Major Duct Excision
Consultant Oncoplastic Breast Surgeon
Aberdeen Royal Infirmary, Scotland
Yazan Masannat, Consultant Oncoplastic Breast Surgeon, Aberdeen Royal Infirmary
Gemma Card, Speciality Trainee in General Surgery, Aberdeen Royal Infirmary
Major Duct Excision
There are approximately 12-15 ducts in the breast which open onto the surface of the nipple. Where excision of a single duct is called microdochectomy, the more common procedure of Major duct excision (also known as total duct excision or Hadfield’s procedure) is the surgical removal of all lactiferous ducts under the nipple.
Indications for Major Duct Excision
Major duct excision is performed in patients who have pathological nipple discharge which originates from multiple ducts, or which cannot be traced back to a single duct, or if there is nipple discharge in women beyond childbearing age. In the majority of cases, the cause of nipple discharge is related to either duct ectasia (more commonly in smokers), or a benign intraductal papilloma. In approximately 10% (4%-20%) of cases, DCIS or invasive disease may be found upon histological analysis of the specimen, and in this situation it is likely that further treatment would be recommended.
Major duct excision may also be indicated in patients with recurrent mastitis or breast abscesses especially in cases of recurrent periductal mastitis, in selected sub cohort of patients that have stopped smoking.
Contraindications to Major Duct Excision
If a patient wishes to preserve breast feeding ability, then microdochectomy should be offered to excise only the pathological duct or group of ducts and preserve the rest. Even when microdochectomy is performed the ability to breast feed in the future cannot be guaranteed as sometimes the scarring from surgery is suffiecient to obliterate the ducts.
Risks and Complications of Major Duct Excision
Bleeding – Approximately 1 in every 100 patients requires to return to theatre within the first 12 hours after surgery with post-operative haematoma.
Infection – Wound infection occurs in less than 5 in 100 women, but is more common in women who have had recurrent breast duct infections and smokers.

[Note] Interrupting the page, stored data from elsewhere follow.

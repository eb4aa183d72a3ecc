//! Persistent region store.
//!
//! This module provides a durable, crash-safe `RegionStore` with:
//! - Write-Ahead Logging (WAL) for crash recovery
//! - File locking for single-process access
//! - CRC32 checksums for corruption detection
//! - Snapshot compaction once the log grows past a threshold
//!
//! # Architecture
//!
//! ```text
//! ┌──────────────────────────────────────────┐
//! │          PersistentRegionStore           │
//! ├──────────────────────────────────────────┤
//! │  RwLock<MappingState>  (reads)           │
//! │           │                              │
//! │           ↓                              │
//! │  WriteAheadLog  (append / snapshot)      │
//! │           │                              │
//! │           ↓                              │
//! │  StoreLock (regions.lock, owner pid)     │
//! └──────────────────────────────────────────┘
//! ```

mod codec;
mod file_lock;
mod stores;
mod wal;

pub use file_lock::StoreLock;
pub use stores::{CompactionResult, PersistentRegionStore};
pub use wal::{WalEntry, WalEntryKind, WriteAheadLog};

use std::path::Path;

use crate::error::{GeofenceError, ValidationError};

/// Configuration for persistent storage.
#[derive(Debug, Clone)]
pub struct PersistentConfig {
    /// Log size (bytes) that triggers snapshot compaction.
    pub max_wal_size: u64,
    /// Whether to fsync after every write (slower but safer).
    pub sync_on_write: bool,
}

impl Default for PersistentConfig {
    fn default() -> Self {
        Self {
            max_wal_size: 1024 * 1024, // 1 MiB
            sync_on_write: true,
        }
    }
}

impl PersistentConfig {
    const MIN_WAL_SIZE: u64 = 4 * 1024; // 4 KiB minimum to avoid degenerate compaction loops

    /// Check the tunables.
    ///
    /// # Errors
    /// `ValidationError::InvalidConfig` if `max_wal_size` is below 4 KiB.
    pub fn validate(self) -> Result<Self, GeofenceError> {
        if self.max_wal_size < Self::MIN_WAL_SIZE {
            return Err(ValidationError::InvalidConfig {
                field: "max_wal_size".to_string(),
                reason: format!(
                    "must be at least {} bytes (got {})",
                    Self::MIN_WAL_SIZE,
                    self.max_wal_size
                ),
            }
            .into());
        }

        Ok(self)
    }
}

/// Open or create a persistent region store at the given path.
///
/// # Errors
/// - If the path cannot be created or accessed
/// - If another process holds the lock
/// - If the log is corrupted before its tail
///
/// # Example
/// ```rust,ignore
/// use std::sync::Arc;
/// use geofencing::storage::open_region_store;
///
/// let store = Arc::new(open_region_store("./geofences", None)?);
/// let manager = GeofenceManager::new(config, store, platform);
/// ```
pub fn open_region_store(
    path: impl AsRef<Path>,
    config: Option<PersistentConfig>,
) -> Result<PersistentRegionStore, GeofenceError> {
    let cfg = config.unwrap_or_default().validate()?;
    Ok(PersistentRegionStore::open(path.as_ref(), cfg)?)
}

Loss or reduction in nipple sensation – There is complete or partial loss of sensation in about 1 in 3 patients after a major duct excision.
Complete loss of nipple – Rarely, the blood supply to the skin of the nipple can be affected by the operation, and this can lead to complete or partial loss of the nipple. This is very rare and usually occurs in heavy smokers.
In cases of pathological discharge cannulation of the discharging duct is done using a lacrimal probe while some will inject Methylene blue for duct identification. This is not done in the video below as the patient had multi-duct discharge and the surgery was performed mainly for symptom control.
The surgical approach is through an inferior periareolar incision. The skin flap is raised behind the nipple preserving the blood supply to the nipple. Once the ducts are identified they are encircled using blunt dissection with an artery clip or scissors from both sides. The Ducts are disconnected the the tissue is coned down to 4 or 5 cm using diathermy. The defect behind the nipple is closed using Vicryl and if the nipple was inverted prior to surgery and everted during surgery then a figure of 8 suture at the base of the nipple will prevent it everting again. Local Anaesthetic without adrenaline is used and the wound is closed in 2 layers with Monocryl.